• [Input records]:
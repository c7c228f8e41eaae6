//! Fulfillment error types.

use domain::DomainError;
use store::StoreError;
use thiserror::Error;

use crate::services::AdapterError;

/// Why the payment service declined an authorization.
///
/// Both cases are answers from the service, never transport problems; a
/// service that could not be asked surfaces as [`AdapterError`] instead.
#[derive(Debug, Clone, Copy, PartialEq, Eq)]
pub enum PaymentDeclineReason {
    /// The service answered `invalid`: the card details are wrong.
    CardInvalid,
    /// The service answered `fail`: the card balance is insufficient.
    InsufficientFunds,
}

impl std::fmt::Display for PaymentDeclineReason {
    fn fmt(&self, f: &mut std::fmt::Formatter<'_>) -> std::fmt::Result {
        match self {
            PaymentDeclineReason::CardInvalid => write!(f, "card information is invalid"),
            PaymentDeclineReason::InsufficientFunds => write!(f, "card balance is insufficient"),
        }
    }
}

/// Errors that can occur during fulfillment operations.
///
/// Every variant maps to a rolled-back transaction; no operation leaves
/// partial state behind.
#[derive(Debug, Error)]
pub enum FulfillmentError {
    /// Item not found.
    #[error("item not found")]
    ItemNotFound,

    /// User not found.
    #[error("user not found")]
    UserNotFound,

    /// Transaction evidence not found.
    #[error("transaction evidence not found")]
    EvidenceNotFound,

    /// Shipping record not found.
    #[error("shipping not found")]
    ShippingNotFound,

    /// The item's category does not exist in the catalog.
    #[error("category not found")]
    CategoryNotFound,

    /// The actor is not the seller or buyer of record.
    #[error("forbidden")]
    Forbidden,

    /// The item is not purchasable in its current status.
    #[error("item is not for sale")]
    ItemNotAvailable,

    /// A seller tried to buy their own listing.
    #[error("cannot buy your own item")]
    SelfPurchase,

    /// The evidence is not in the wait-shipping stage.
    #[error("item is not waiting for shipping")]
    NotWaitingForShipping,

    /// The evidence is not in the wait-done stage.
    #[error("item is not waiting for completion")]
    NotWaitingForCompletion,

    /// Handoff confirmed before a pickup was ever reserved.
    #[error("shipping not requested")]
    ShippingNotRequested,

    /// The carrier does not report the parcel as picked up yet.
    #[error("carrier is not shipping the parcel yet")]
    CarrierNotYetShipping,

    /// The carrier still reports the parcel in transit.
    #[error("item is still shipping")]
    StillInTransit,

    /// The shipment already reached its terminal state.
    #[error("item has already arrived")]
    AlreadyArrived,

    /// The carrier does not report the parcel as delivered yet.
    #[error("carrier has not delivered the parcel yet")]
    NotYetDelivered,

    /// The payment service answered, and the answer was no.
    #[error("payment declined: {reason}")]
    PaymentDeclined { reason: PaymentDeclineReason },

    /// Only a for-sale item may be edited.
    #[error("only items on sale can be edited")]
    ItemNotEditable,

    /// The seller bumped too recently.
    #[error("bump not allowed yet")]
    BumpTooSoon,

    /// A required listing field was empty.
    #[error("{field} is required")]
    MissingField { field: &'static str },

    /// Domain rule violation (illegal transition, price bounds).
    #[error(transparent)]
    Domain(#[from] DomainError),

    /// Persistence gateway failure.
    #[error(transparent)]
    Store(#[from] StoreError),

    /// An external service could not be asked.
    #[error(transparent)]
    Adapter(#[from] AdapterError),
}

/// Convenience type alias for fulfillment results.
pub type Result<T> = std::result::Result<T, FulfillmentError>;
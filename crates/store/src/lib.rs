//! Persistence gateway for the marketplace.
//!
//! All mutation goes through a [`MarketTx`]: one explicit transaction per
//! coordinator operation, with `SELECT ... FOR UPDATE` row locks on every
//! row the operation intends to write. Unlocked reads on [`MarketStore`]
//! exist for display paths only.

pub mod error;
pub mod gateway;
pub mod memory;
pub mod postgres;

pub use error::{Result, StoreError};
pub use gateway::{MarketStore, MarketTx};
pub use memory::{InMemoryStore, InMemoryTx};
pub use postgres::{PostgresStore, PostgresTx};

• [Problem]: Would you please copy every line in the data that contains the word "edited"?

• [Task response]:
    /// Only a for-sale item may be edited.
    #[error("only items on sale can be edited")]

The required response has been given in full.